For its own five-minute episode podcast, La série entreprendre, Desjardins worked with LaPresse+ to make short videos that it then repurposed in podcast form.

Although the program discusses the co-op’s offerings, featuring Desjardins clients and employees, Lafleur maintains it’s less aggressive than other marketing, focusing more on telling a story and demonstrating expertise. Desjardins wouldn’t share the programs’ costs, and said it hasn’t done audience or ROI measurement for either series yet.

Pirate Group’s Eymundson says the risk of losing the audience by being too assertive with the branding – which applies to all branded content – is heightened because of podcasts’ intimacy.

“Most of them fail because sponsors can’t get out of the way of themselves,” he says.

Pratt says sponsored podcasts work for brands “of a certain size and certain mindset to be able to invest in a decent top-of-funnel strategy,” since the podcasts aren’t going to result in direct sales within a short time frame.

For Shopify, Macdonald says the audience strategy is longer-term business building: “We’re viewing this very much as a marathon instead of a sprint.”

As podcasts grow in popularity and more media outlets get in on the action, the competition will only get stiffer for brands competing in the space.

Macdonald says Shopify is already looking at potential topics to build other podcasts around.

In late 2015, the brand brought Shopify Masters, which had been an unofficial podcast featuring interviews with Shopify merchants, under the brand’s banner. That show is more actionable, case study-style content compared to TGIM‘s more general interest.

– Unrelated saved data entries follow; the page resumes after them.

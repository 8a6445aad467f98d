//! Browser dialogs

/// Native confirm dialog; `false` when there is no window
pub fn confirm(message: &str) -> bool {
    web_sys::window()
        .and_then(|w| w.confirm_with_message(message).ok())
        .unwrap_or(false)
}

Though Macdonald acknowledges that, as far as content goes, “it’s never been noisier than it is now,” he’s confident the brand will find an audience if it sticks to its mandate of free but valuable content without an immediate sales pitch.

 “I really don’t think people are viewing it through a lens where they’re saying, ‘OK, this is from a brand and so maybe I should take this with a grain of salt,'” Macdonald says. “A lot of the stories that we’re featuring on the TGIM podcast aren’t even people that are using Shopify. They’re just really compelling stories about entrepreneurs. We feel like that comes through.”